Les filles vinrent deux mois plus tard. Elles arrivèrent ensemble, silencieuses, coupables. Irina commença immédiatement.

— Maman, on a des problèmes. La banque a refusé le crédit, les investisseurs se sont retirés…

— Et maintenant ? — demanda Valentina en versant le thé dans les vieilles tasses.

— L’argent pour la maison… eh bien… — Natalia baissa les yeux. — En gros, ça n’a pas marché. Désolée, maman.

Valentina observa ses filles. Irina, d’habitude si sûre d’elle, semblait maintenant petite et perdue. Natalia frottait nerveusement une serviette en papier, comme lorsqu’elle était enfant et avait de mauvaises notes.

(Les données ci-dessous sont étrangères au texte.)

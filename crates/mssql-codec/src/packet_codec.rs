//! Single-packet framing for `tokio_util::codec`.

use bytes::{Buf, BufMut, BytesMut};
use tds_protocol::packet::{MAX_PACKET_SIZE, PACKET_HEADER_SIZE, PacketHeader};
use tokio_util::codec::{Decoder, Encoder};

use crate::error::CodecError;

/// One TDS packet: header plus payload.
#[derive(Debug, Clone)]
pub struct Packet {
    /// Packet header. `length` and `packet_id` are filled in on encode.
    pub header: PacketHeader,
    /// Payload bytes following the header.
    pub payload: BytesMut,
}

impl Packet {
    /// Create a packet.
    #[must_use]
    pub fn new(header: PacketHeader, payload: BytesMut) -> Self {
        Self { header, payload }
    }

    /// Size on the wire.
    #[must_use]
    pub fn total_size(&self) -> usize {
        PACKET_HEADER_SIZE + self.payload.len()
    }

    /// Whether this packet carries the EOM status bit.
    #[must_use]
    pub fn is_end_of_message(&self) -> bool {
        self.header.is_end_of_message()
    }
}

/// Packet codec.
///
/// Decoding accepts anything up to [`MAX_PACKET_SIZE`] because the server
/// may answer with the negotiated size before the client has seen the
/// ENVCHANGE announcing it. Encoding is bounded by the outgoing limit.
#[derive(Debug)]
pub struct TdsCodec {
    max_outgoing: usize,
    packet_id: u8,
    last_spid: u16,
}

impl TdsCodec {
    /// Create a codec bounded by the protocol maximum.
    #[must_use]
    pub fn new() -> Self {
        Self {
            max_outgoing: MAX_PACKET_SIZE,
            packet_id: 1,
            last_spid: 0,
        }
    }

    /// Bound outgoing packets to `size` bytes.
    #[must_use]
    pub fn with_max_packet_size(mut self, size: usize) -> Self {
        self.set_max_packet_size(size);
        self
    }

    /// Change the outgoing bound.
    pub fn set_max_packet_size(&mut self, size: usize) {
        self.max_outgoing = size.clamp(PACKET_HEADER_SIZE + 1, MAX_PACKET_SIZE);
    }

    /// Restart packet numbering. Called at the start of every message.
    pub fn reset_packet_id(&mut self) {
        self.packet_id = 1;
    }

    /// Server process id seen on the most recent incoming packet.
    #[must_use]
    pub fn last_spid(&self) -> u16 {
        self.last_spid
    }

    fn next_packet_id(&mut self) -> u8 {
        let id = self.packet_id;
        self.packet_id = self.packet_id.wrapping_add(1);
        id
    }
}

impl Default for TdsCodec {
    fn default() -> Self {
        Self::new()
    }
}

impl Decoder for TdsCodec {
    type Item = Packet;
    type Error = CodecError;

    fn decode(&mut self, src: &mut BytesMut) -> Result<Option<Self::Item>, Self::Error> {
        if src.len() < PACKET_HEADER_SIZE {
            return Ok(None);
        }

        let header = PacketHeader::decode(&mut &src[..PACKET_HEADER_SIZE])?;
        let length = usize::from(header.length);
        if length > MAX_PACKET_SIZE {
            return Err(CodecError::PacketTooLarge {
                size: length,
                max: MAX_PACKET_SIZE,
            });
        }
        header
            .validate(MAX_PACKET_SIZE)
            .map_err(|_| CodecError::InvalidHeader)?;
        if src.len() < length {
            src.reserve(length - src.len());
            return Ok(None);
        }

        let mut payload = src.split_to(length);
        payload.advance(PACKET_HEADER_SIZE);
        self.last_spid = header.spid;

        tracing::trace!(
            packet_type = ?header.packet_type,
            length,
            packet_id = header.packet_id,
            eom = header.is_end_of_message(),
            "received packet"
        );

        Ok(Some(Packet::new(header, payload)))
    }

    fn decode_eof(&mut self, buf: &mut BytesMut) -> Result<Option<Self::Item>, Self::Error> {
        match self.decode(buf)? {
            Some(packet) => Ok(Some(packet)),
            None if buf.is_empty() => Ok(None),
            None => Err(CodecError::ConnectionClosed),
        }
    }
}

impl Encoder<Packet> for TdsCodec {
    type Error = CodecError;

    fn encode(&mut self, item: Packet, dst: &mut BytesMut) -> Result<(), Self::Error> {
        let total = item.total_size();
        if total > self.max_outgoing {
            return Err(CodecError::PacketTooLarge {
                size: total,
                max: self.max_outgoing,
            });
        }

        let mut header = item.header;
        header.length = total as u16;
        header.packet_id = self.next_packet_id();

        dst.reserve(total);
        header.encode(dst);
        dst.put_slice(&item.payload);

        tracing::trace!(
            packet_type = ?header.packet_type,
            length = total,
            packet_id = header.packet_id,
            status = header.status.bits(),
            "sent packet"
        );

        Ok(())
    }
}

— Eh bien, — Valentina dit enfin. — C’est ce qui devait arriver.

— Tu… tu n’es pas en colère ? — demanda Irina, étonnée.

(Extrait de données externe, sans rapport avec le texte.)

//! Channel bindings for extended protection.
//!
//! Binds an integrated-auth exchange to the TLS session underneath it so a
//! relayed token is useless on a different connection.

use md5::{Digest, Md5};
use sha2::{Sha256, Sha384, Sha512};

use crate::error::AuthError;

/// Prefix for TLS exporter bindings.
pub const TLS_EXPORTER_PREFIX: &str = "tls-exporter:";
/// Label passed to the TLS keying material exporter.
pub const TLS_EXPORTER_LABEL: &str = "EXPORTER-Channel-Binding";
/// Length of exported keying material.
pub const TLS_EXPORTER_LENGTH: usize = 32;
/// Prefix for `tls-unique` bindings.
pub const TLS_UNIQUE_PREFIX: &str = "tls-unique:";
/// Prefix for server end-point bindings.
pub const TLS_SERVER_END_POINT_PREFIX: &str = "tls-server-end-point:";

const SEC_CHANNEL_BINDINGS_HEADER: u32 = 32;

/// Source of the binding data.
#[derive(Debug, Clone, Copy, PartialEq, Eq)]
#[repr(u32)]
pub enum ChannelBindingType {
    /// Exported keying material (RFC 9266).
    TlsExporter = 0,
    /// TLS Finished message (RFC 5929).
    TlsUnique = 1,
    /// Hash of the server certificate (RFC 5929).
    TlsServerEndPoint = 2,
    /// No binding.
    Empty = 3,
}

/// A `gss_channel_bindings_struct`.
#[derive(Debug, Clone, PartialEq, Eq)]
pub struct ChannelBinding {
    /// Binding source.
    pub kind: ChannelBindingType,
    /// Initiator address type.
    pub initiator_addr_type: u32,
    /// Initiator address.
    pub initiator_address: Vec<u8>,
    /// Acceptor address type.
    pub acceptor_addr_type: u32,
    /// Acceptor address.
    pub acceptor_address: Vec<u8>,
    /// Prefixed binding data.
    pub application_data: Vec<u8>,
}

impl ChannelBinding {
    /// The empty binding.
    #[must_use]
    pub fn empty() -> Self {
        Self::with_data(ChannelBindingType::Empty, Vec::new())
    }

    fn with_data(kind: ChannelBindingType, application_data: Vec<u8>) -> Self {
        Self {
            kind,
            initiator_addr_type: 0,
            initiator_address: Vec::new(),
            acceptor_addr_type: 0,
            acceptor_address: Vec::new(),
            application_data,
        }
    }

    fn prefixed(kind: ChannelBindingType, prefix: &str, data: &[u8]) -> Self {
        let mut application_data = Vec::with_capacity(prefix.len() + data.len());
        application_data.extend_from_slice(prefix.as_bytes());
        application_data.extend_from_slice(data);
        Self::with_data(kind, application_data)
    }

    /// Binding from the TLS `tls-unique` value.
    pub fn tls_unique(tls_unique: &[u8]) -> Result<Self, AuthError> {
        if tls_unique.is_empty() {
            return Err(AuthError::ChannelBinding("tls-unique value is empty".into()));
        }
        Ok(Self::prefixed(
            ChannelBindingType::TlsUnique,
            TLS_UNIQUE_PREFIX,
            tls_unique,
        ))
    }

    /// Binding from exported keying material.
    pub fn tls_exporter(keying_material: &[u8]) -> Result<Self, AuthError> {
        if keying_material.is_empty() {
            return Err(AuthError::ChannelBinding("exporter key is empty".into()));
        }
        Ok(Self::prefixed(
            ChannelBindingType::TlsExporter,
            TLS_EXPORTER_PREFIX,
            keying_material,
        ))
    }

    /// Binding from the DER-encoded server certificate.
    ///
    /// The hash follows the certificate signature algorithm: SHA-384 and
    /// SHA-512 signatures hash with the same function, anything else with
    /// SHA-256.
    #[must_use]
    pub fn tls_server_end_point(certificate_der: &[u8]) -> Self {
        let hash = match signature_hash(certificate_der) {
            CertHash::Sha384 => Sha384::digest(certificate_der).to_vec(),
            CertHash::Sha512 => Sha512::digest(certificate_der).to_vec(),
            CertHash::Sha256 => Sha256::digest(certificate_der).to_vec(),
        };
        Self::prefixed(
            ChannelBindingType::TlsServerEndPoint,
            TLS_SERVER_END_POINT_PREFIX,
            &hash,
        )
    }

    /// GSS wire form: every length and address type is a little-endian u32.
    #[must_use]
    pub fn to_bytes(&self) -> Vec<u8> {
        let mut out = Vec::with_capacity(
            20 + self.initiator_address.len()
                + self.acceptor_address.len()
                + self.application_data.len(),
        );
        out.extend_from_slice(&self.initiator_addr_type.to_le_bytes());
        put_len_prefixed(&mut out, &self.initiator_address);
        out.extend_from_slice(&self.acceptor_addr_type.to_le_bytes());
        put_len_prefixed(&mut out, &self.acceptor_address);
        put_len_prefixed(&mut out, &self.application_data);
        out
    }

    /// MD5 of [`Self::to_bytes`]; sixteen zero bytes for the empty binding.
    #[must_use]
    pub fn md5_hash(&self) -> [u8; 16] {
        if self.kind == ChannelBindingType::Empty {
            return [0; 16];
        }
        Md5::digest(self.to_bytes()).into()
    }

    /// `SEC_CHANNEL_BINDINGS` layout for SSPI: a 32-byte header of
    /// type/length/offset triples followed by the data.
    #[must_use]
    pub fn as_sspi_channel_bindings(&self) -> Vec<u8> {
        let initiator_len = self.initiator_address.len() as u32;
        let acceptor_len = self.acceptor_address.len() as u32;
        let app_len = self.application_data.len() as u32;
        let initiator_offset = SEC_CHANNEL_BINDINGS_HEADER;
        let acceptor_offset = initiator_offset + initiator_len;
        let app_offset = acceptor_offset + acceptor_len;

        let mut out = Vec::with_capacity((app_offset + app_len) as usize);
        for word in [
            self.initiator_addr_type,
            initiator_len,
            initiator_offset,
            self.acceptor_addr_type,
            acceptor_len,
            acceptor_offset,
            app_len,
            app_offset,
        ] {
            out.extend_from_slice(&word.to_le_bytes());
        }
        out.extend_from_slice(&self.initiator_address);
        out.extend_from_slice(&self.acceptor_address);
        out.extend_from_slice(&self.application_data);
        out
    }
}

fn put_len_prefixed(out: &mut Vec<u8>, data: &[u8]) {
    out.extend_from_slice(&(data.len() as u32).to_le_bytes());
    out.extend_from_slice(data);
}

#[derive(Debug, PartialEq, Eq)]
enum CertHash {
    Sha256,
    Sha384,
    Sha512,
}

// sha{384,512}WithRSAEncryption and ecdsa-with-SHA{384,512}
const OID_SHA384_RSA: &[u8] = &[0x2a, 0x86, 0x48, 0x86, 0xf7, 0x0d, 0x01, 0x01, 0x0c];
const OID_SHA512_RSA: &[u8] = &[0x2a, 0x86, 0x48, 0x86, 0xf7, 0x0d, 0x01, 0x01, 0x0d];
const OID_SHA384_ECDSA: &[u8] = &[0x2a, 0x86, 0x48, 0xce, 0x3d, 0x04, 0x03, 0x03];
const OID_SHA512_ECDSA: &[u8] = &[0x2a, 0x86, 0x48, 0xce, 0x3d, 0x04, 0x03, 0x04];

fn signature_hash(der: &[u8]) -> CertHash {
    match signature_algorithm_oid(der) {
        Some(oid) if oid == OID_SHA384_RSA || oid == OID_SHA384_ECDSA => CertHash::Sha384,
        Some(oid) if oid == OID_SHA512_RSA || oid == OID_SHA512_ECDSA => CertHash::Sha512,
        _ => CertHash::Sha256,
    }
}

/// `Certificate ::= SEQUENCE { tbsCertificate, signatureAlgorithm, signature }`
fn signature_algorithm_oid(der: &[u8]) -> Option<&[u8]> {
    let (tag, cert, _) = read_tlv(der)?;
    if tag != 0x30 {
        return None;
    }
    let (_, _, rest) = read_tlv(cert)?;
    let (tag, alg, _) = read_tlv(rest)?;
    if tag != 0x30 {
        return None;
    }
    let (tag, oid, _) = read_tlv(alg)?;
    (tag == 0x06).then_some(oid)
}

/// Split one DER TLV into (tag, value, remainder).
fn read_tlv(data: &[u8]) -> Option<(u8, &[u8], &[u8])> {
    let (&tag, rest) = data.split_first()?;
    let (&first, mut rest) = rest.split_first()?;
    let len = if first & 0x80 == 0 {
        usize::from(first)
    } else {
        let n = usize::from(first & 0x7f);
        if n == 0 || n > 4 || rest.len() < n {
            return None;
        }
        let len = rest[..n]
            .iter()
            .fold(0usize, |acc, b| (acc << 8) | usize::from(*b));
        rest = &rest[n..];
        len
    };
    if rest.len() < len {
        return None;
    }
    let (value, remainder) = rest.split_at(len);
    Some((tag, value, remainder))
}

#[cfg(test)]
#[allow(clippy::unwrap_used)]
mod tests {
    use super::*;

    fn hex(bytes: &[u8]) -> String {
        bytes.iter().map(|b| format!("{b:02x}")).collect()
    }

    #[test]
    fn test_tls_unique_md5() {
        let cb = ChannelBinding::tls_unique(b"0123456789abcdef").unwrap();
        assert_eq!(hex(&cb.md5_hash()), "1eb7620a5e38cb1f50478b1690621a03");
    }

    #[test]
    fn test_sspi_layout() {
        let cb = ChannelBinding::tls_unique(b"0123456789abcdef").unwrap();
        assert_eq!(
            hex(&cb.as_sspi_channel_bindings()),
            "0000000000000000200000000000000000000000200000001b00000020000000\
             746c732d756e697175653a30313233343536373839616263646566"
        );
    }

    #[test]
    fn test_gss_layout() {
        let cb = ChannelBinding::tls_exporter(&[0xAA; 2]).unwrap();
        let bytes = cb.to_bytes();
        assert_eq!(bytes.len(), 20 + TLS_EXPORTER_PREFIX.len() + 2);
        assert_eq!(&bytes[16..20], &15u32.to_le_bytes());
        assert!(bytes.ends_with(b"tls-exporter:\xAA\xAA"));
    }

    #[test]
    fn test_empty_binding() {
        assert_eq!(ChannelBinding::empty().md5_hash(), [0; 16]);
        assert!(ChannelBinding::tls_unique(&[]).is_err());
        assert!(ChannelBinding::tls_exporter(&[]).is_err());
    }

    fn fake_cert(oid: &[u8]) -> Vec<u8> {
        let tbs = [0x30, 0x03, 0x02, 0x01, 0x01];
        let mut alg = vec![0x30, (oid.len() + 4) as u8, 0x06, oid.len() as u8];
        alg.extend_from_slice(oid);
        alg.extend_from_slice(&[0x05, 0x00]);
        let sig = [0x03, 0x02, 0x00, 0xff];
        let body: Vec<u8> = tbs.iter().chain(&alg).chain(&sig).copied().collect();
        let mut cert = vec![0x30, 0x81, body.len() as u8];
        cert.extend_from_slice(&body);
        cert
    }

    #[test]
    fn test_server_end_point_hash_choice() {
        assert_eq!(signature_hash(&fake_cert(OID_SHA384_RSA)), CertHash::Sha384);
        assert_eq!(signature_hash(&fake_cert(OID_SHA512_ECDSA)), CertHash::Sha512);
        assert_eq!(signature_hash(&[0x01, 0x02]), CertHash::Sha256);

        let cert = fake_cert(OID_SHA512_RSA);
        let cb = ChannelBinding::tls_server_end_point(&cert);
        assert_eq!(cb.kind, ChannelBindingType::TlsServerEndPoint);
        assert_eq!(
            cb.application_data.len(),
            TLS_SERVER_END_POINT_PREFIX.len() + 64
        );
    }
}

— Bien sûr que si, — soupira Valentina. — Mais vous êtes mes filles. Où voulez-vous que je m’en aille ?

— Maman, — Natalia leva les yeux pleins de larmes. — Peut-être que tu reviendras ? On trouvera une solution…

— Non, mes chéries, — répondit fermement Valentina. — Ici, ça va bien. Je vais m’occuper du jardin, quand les pommes seront prêtes, venez avec les petits-enfants.

Elles restèrent longtemps sur le perron. Elles parlèrent enfin, pour la première fois depuis longtemps, de manière ouverte et honnête. Dans le jardin, les feuilles des pommiers bruissaient, promettant une récolte abondante, et une douce odeur de fumée s’élevait de la salle de bains que Nikolai Petrovich chauffait à côté.

Lorsque le soir arriva et qu’elles s’apprêtaient à partir, Valentina les accompagna dans le jardin. Elle s’assit sur le vieux banc et ferma les yeux. Et soudain, elle sentit — elle était chez elle. Pas dans la maison vendue, pas dans l’appartement d’Irina, ni chez Natalia. Mais ici, parmi les pommiers et les buissons de cassis, auprès de ces gens formellement étrangers mais presque devenus comme sa propre famille.

Un bruit léger se fit entendre, et une pomme tomba, frappant le sol.

Valentina la ramassa et la frotta contre son tablier. Elle était ferme, mûre. Ce sera un délice pour les petits-enfants quand ils viendront.